● Data excerpts:
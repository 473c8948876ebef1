//! Offset-safe text patching.
//!
//! Replacements are collected in the coordinates of the original text, in
//! any order, and applied in a single left-to-right pass. Nothing is ever
//! patched twice: the collapser guarantees disjoint ranges, and the buffer
//! enforces it.

use crate::errors::TransformError;

#[derive(Debug, Clone)]
struct Edit {
    start: usize,
    end: usize,
    text: String,
}

#[derive(Debug, Clone)]
pub struct PatchBuffer<'a> {
    original: &'a str,
    edits: Vec<Edit>,
}

impl<'a> PatchBuffer<'a> {
    pub fn new(original: &'a str) -> Self {
        Self {
            original,
            edits: Vec::new(),
        }
    }

    /// Queues a replacement of `original[start..end]`. A zero-width range is
    /// an insertion.
    pub fn replace(&mut self, start: usize, end: usize, text: String) {
        self.edits.push(Edit { start, end, text });
    }

    pub fn is_empty(&self) -> bool {
        self.edits.is_empty()
    }

    /// Applies all queued edits. Overlapping ranges are a pipeline bug and
    /// fail rather than corrupt the output.
    pub fn into_string(self) -> Result<String, TransformError> {
        let mut edits = self.edits;
        edits.sort_by_key(|edit| (edit.start, edit.end));

        let mut out = String::with_capacity(self.original.len());
        let mut cursor = 0;
        for edit in edits {
            if edit.start < cursor {
                return Err(TransformError::OverlappingEdits { at: edit.start });
            }
            out.push_str(&self.original[cursor..edit.start]);
            out.push_str(&edit.text);
            cursor = edit.end;
        }
        out.push_str(&self.original[cursor..]);
        Ok(out)
    }
}

#[cfg(test)]
mod tests {
    use super::*;

    #[test]
    fn applies_edits_in_original_coordinates_regardless_of_order() {
        let mut buffer = PatchBuffer::new("one two three");
        buffer.replace(8, 13, "3".into());
        buffer.replace(0, 3, "1".into());
        assert_eq!(buffer.into_string().unwrap(), "1 two 3");
    }

    #[test]
    fn zero_width_edit_inserts() {
        let mut buffer = PatchBuffer::new("ab");
        buffer.replace(1, 1, "-".into());
        assert_eq!(buffer.into_string().unwrap(), "a-b");
    }

    #[test]
    fn no_edits_returns_the_original() {
        let buffer = PatchBuffer::new("unchanged");
        assert!(buffer.is_empty());
        assert_eq!(buffer.into_string().unwrap(), "unchanged");
    }

    #[test]
    fn overlapping_edits_are_rejected() {
        let mut buffer = PatchBuffer::new("abcdef");
        buffer.replace(0, 4, "x".into());
        buffer.replace(2, 6, "y".into());
        assert!(matches!(
            buffer.into_string(),
            Err(TransformError::OverlappingEdits { at: 2 }),
        ));
    }

    #[test]
    fn adjacent_edits_are_fine() {
        let mut buffer = PatchBuffer::new("abcd");
        buffer.replace(0, 2, "x".into());
        buffer.replace(2, 4, "y".into());
        assert_eq!(buffer.into_string().unwrap(), "xy");
    }
}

● Exercise prompt: Whenever a line above contains "struct", copy that line.

● Solution:
struct Edit {
pub struct PatchBuffer<'a> {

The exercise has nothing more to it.